Reviewed by: AI editorial process; not yet individually human-reviewed

Have a quick question? Jump to the Q&A page

Jump to a section
  1. What this topic is asking
  2. Syntax and the three parts
  3. Why the update is essential
  4. Off-by-one errors
  5. Loops that run zero times
  6. Try this

What this topic is asking

The College Board (Topic 4.1) wants you to write and trace a while loop: a structure that repeats a block of statements as long as a boolean condition stays true. The skill is managing the three parts that every correct loop needs - initialise, test, update - so the loop runs the right number of times and eventually stops. Infinite loops and off-by-one errors are the classic failures, and tracing iteration counts is a staple of the multiple-choice section.

Syntax and the three parts

int i = 0;            // 1. initialise
while (i < 5) {       // 2. test the condition
  System.out.println(i);
  i = i + 1;          // 3. update
}

Every reliable loop has these three parts:

  1. Initialise the loop control variable before the loop.
  2. Test a boolean condition at the top of each pass.
  3. Update the control variable inside the body so the condition eventually fails.

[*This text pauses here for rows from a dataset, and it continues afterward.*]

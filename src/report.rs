use chrono::{DateTime, Utc};
use serde::{Deserialize, Serialize};
use std::collections::BTreeMap;
use uuid::Uuid;

use crate::errors::StepError;
use crate::gateway::StepRevision;
use crate::providers::Usage;
use crate::step::{Step, StepMode, StepText};
use crate::types::{StepKey, TaskId};

/// Audit record for one step.
#[derive(Debug, Clone, PartialEq, Eq, Serialize, Deserialize)]
pub struct StepResult {
    pub step_number: u32,
    pub mode: StepMode,
    pub original_observation: String,
    pub updated_observation: String,
    pub original_thought: String,
    pub updated_thought: String,
    pub reasoning: String,
    pub tokens_used: Usage,
    pub success: bool,
    pub error: Option<String>,
}

impl StepResult {
    pub fn succeeded(step: &Step, mode: StepMode, revision: StepRevision, usage: Usage) -> Self {
        Self {
            step_number: step.step_number,
            mode,
            original_observation: step.text.observation.clone(),
            updated_observation: revision.observation,
            original_thought: step.text.thought.clone(),
            updated_thought: revision.thought,
            reasoning: revision.reasoning,
            tokens_used: usage,
            success: true,
            error: None,
        }
    }

    /// Failed step: the original text is carried over unchanged.
    pub fn failed(step: &Step, mode: StepMode, error: &StepError) -> Self {
        let cause = error.to_string();
        Self {
            step_number: step.step_number,
            mode,
            original_observation: step.text.observation.clone(),
            updated_observation: step.text.observation.clone(),
            original_thought: step.text.thought.clone(),
            updated_thought: step.text.thought.clone(),
            reasoning: format!("Step not updated: {cause}"),
            tokens_used: error.usage(),
            success: false,
            error: Some(cause),
        }
    }

    /// Text accepted without a screenshot to check it against.
    pub fn unverified(step: &Step) -> Self {
        Self {
            step_number: step.step_number,
            mode: StepMode::Validate,
            original_observation: step.text.observation.clone(),
            updated_observation: step.text.observation.clone(),
            original_thought: step.text.thought.clone(),
            updated_thought: step.text.thought.clone(),
            reasoning: "Screenshot not available; existing text kept without verification"
                .to_string(),
            tokens_used: Usage::default(),
            success: true,
            error: None,
        }
    }

    pub fn key(&self) -> StepKey {
        StepKey::new(self.step_number)
    }

    pub fn updated_text(&self) -> StepText {
        StepText::new(&self.updated_observation, &self.updated_thought)
    }

    pub fn is_changed(&self) -> bool {
        self.original_observation != self.updated_observation
            || self.original_thought != self.updated_thought
    }
}

/// Full audit record of one run across all steps of a task.
#[derive(Debug, Clone, PartialEq, Serialize, Deserialize)]
pub struct TaskResult {
    pub task_id: TaskId,
    pub run_id: Uuid,
    pub timestamp: DateTime<Utc>,
    pub total_steps: usize,
    pub successful_validations: usize,
    pub failed_validations: usize,
    pub total_tokens_used: Usage,
    pub steps: BTreeMap<StepKey, StepResult>,
}

impl TaskResult {
    pub fn failed_steps(&self) -> impl Iterator<Item = &StepResult> {
        self.steps.values().filter(|r| !r.success)
    }

    pub fn is_complete(&self) -> bool {
        self.successful_validations == self.total_steps
    }
}

/// Corrected observation/thought per step, in the task input's own shape.
#[derive(Debug, Clone, Default, PartialEq, Eq, Serialize, Deserialize)]
#[serde(transparent)]
pub struct CorrectedTextMap(BTreeMap<StepKey, StepText>);

impl CorrectedTextMap {
    pub fn get(&self, key: StepKey) -> Option<&StepText> {
        self.0.get(&key)
    }

    pub fn iter(&self) -> impl Iterator<Item = (&StepKey, &StepText)> {
        self.0.iter()
    }

    pub fn len(&self) -> usize {
        self.0.len()
    }

    pub fn is_empty(&self) -> bool {
        self.0.is_empty()
    }

    /// Read the map back as task input, in step order.
    pub fn to_steps(&self) -> Vec<Step> {
        self.0
            .iter()
            .map(|(key, text)| Step::new(key.number(), text.clone()))
            .collect()
    }
}

/// Merge per-step results into the corrected-text map and the audit record.
pub fn assemble(
    task_id: TaskId,
    run_id: Uuid,
    results: BTreeMap<StepKey, StepResult>,
) -> (CorrectedTextMap, TaskResult) {
    let corrected = CorrectedTextMap(
        results
            .iter()
            .map(|(key, result)| (*key, result.updated_text()))
            .collect(),
    );

    let successful = results.values().filter(|r| r.success).count();
    let total_tokens = results
        .values()
        .fold(Usage::default(), |acc, r| acc + r.tokens_used);

    let task = TaskResult {
        task_id,
        run_id,
        timestamp: Utc::now(),
        total_steps: results.len(),
        successful_validations: successful,
        failed_validations: results.len() - successful,
        total_tokens_used: total_tokens,
        steps: results,
    };

    (corrected, task)
}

Why the update is essential

Without an update that moves toward the stopping condition, the loop repeats forever. while (i < 5) { System.out.println(i); } with no i = i + 1 prints 0 endlessly. The update is what guarantees termination.

Off-by-one errors

while (i < 5) starting at i = 0 runs for i = 0, 1, 2, 3, 4 - five times. while (i <= 5) would run six times. Decide carefully whether the boundary value should be included.

Loops that run zero times

Because the test comes first, a loop can run zero times. while (i < 5) with i already 5 skips the body entirely. Always consider the empty case when you reason about a loop. This pre-test behavior is what makes while the right choice when you do not know in advance how many repetitions are needed: the loop keeps going only as long as the condition holds, and stops the instant it fails - even before the first pass. A for loop (Topic 4.2) tests its condition the same way, so the same zero-iteration reasoning applies there too.

Try this

Q1. How many times does while (i < 3) run if i starts at 0 and increases by 1 each pass? [1 point]

  • Cue. Three times, for i = 0, 1, 2; the loop stops when i reaches 3.

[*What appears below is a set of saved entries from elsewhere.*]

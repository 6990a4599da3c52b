use serde_json::{Value, json};

use crate::errors::ProviderError;

use super::{InferenceRequest, InferenceResponse, ProviderHttpClient, Usage, VisionProvider};
use crate::types::ModelId;

const MESSAGES_URL: &str = "https://api.anthropic.com/v1/messages";
const API_VERSION: &str = "2023-06-01";

pub struct AnthropicProvider {
    http: ProviderHttpClient,
    key: String,
    model: ModelId,
    endpoint: String,
}

impl AnthropicProvider {
    pub fn new(key: String, model: ModelId, timeout_secs: u64) -> Result<Self, ProviderError> {
        let http = ProviderHttpClient::new(timeout_secs)?;
        Ok(Self {
            http,
            key,
            model,
            endpoint: MESSAGES_URL.to_string(),
        })
    }

    /// Point the provider at a different Messages API endpoint (proxies, tests).
    pub fn with_endpoint(mut self, endpoint: impl Into<String>) -> Self {
        self.endpoint = endpoint.into();
        self
    }

    pub(crate) fn request_body(req: &InferenceRequest) -> Value {
        let mut body = json!({
            "model": req.model.as_str(),
            "max_tokens": req.max_tokens,
            "messages": req.messages,
        });
        if let Some(temp) = req.temperature {
            body["temperature"] = json!(temp);
        }
        body
    }

    pub(crate) fn parse_response(response_json: &Value) -> Result<InferenceResponse, ProviderError> {
        let content_arr = response_json["content"].as_array().ok_or_else(|| {
            ProviderError::InvalidResponse(
                "Unexpected API response: missing 'content' array".to_string(),
            )
        })?;

        let text = content_arr
            .iter()
            .filter(|block| block.get("type").and_then(|v| v.as_str()) == Some("text"))
            .filter_map(|block| block.get("text").and_then(|v| v.as_str()))
            .collect::<Vec<_>>()
            .join("\n");

        let stop_reason = response_json
            .get("stop_reason")
            .and_then(|v| v.as_str())
            .unwrap_or("end_turn")
            .to_string();

        let usage = Usage::from_json(
            response_json.get("usage"),
            "input_tokens",
            "output_tokens",
        );

        Ok(InferenceResponse {
            text,
            stop_reason,
            usage,
        })
    }
}

#[async_trait::async_trait]
impl VisionProvider for AnthropicProvider {
    async fn infer(&self, req: &InferenceRequest) -> Result<InferenceResponse, ProviderError> {
        let body = Self::request_body(req);

        let res = self
            .http
            .client()
            .post(&self.endpoint)
            .header("x-api-key", &self.key)
            .header("anthropic-version", API_VERSION)
            .header("Content-Type", "application/json")
            .json(&body)
            .send()
            .await?;

        if !res.status().is_success() {
            let status = res.status();
            let err_text = res.text().await.unwrap_or_default();
            return Err(ProviderError::Api {
                provider: "anthropic".to_string(),
                status: status.as_u16(),
                message: err_text,
            });
        }

        let response_json: Value = res.json().await?;
        Self::parse_response(&response_json)
    }

    fn name(&self) -> &str {
        "anthropic"
    }

    fn model(&self) -> &ModelId {
        &self.model
    }

    fn validate_config(&self) -> Result<(), ProviderError> {
        if self.key.is_empty() {
            return Err(ProviderError::Config(
                "Anthropic API key is empty".to_string(),
            ));
        }
        Ok(())
    }
}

Q2. Explain what causes an infinite loop in a while statement and how to prevent it. [2 points]

  • Cue. The loop never ends if the body fails to change the control variable toward making the condition false; include an update (such as incrementing) that guarantees termination.

Exam-style practice questions

Practice questions written in the style of College Board exam questions on this dot point, with worked answer explainers. The year tag is the paper they imitate, not the source.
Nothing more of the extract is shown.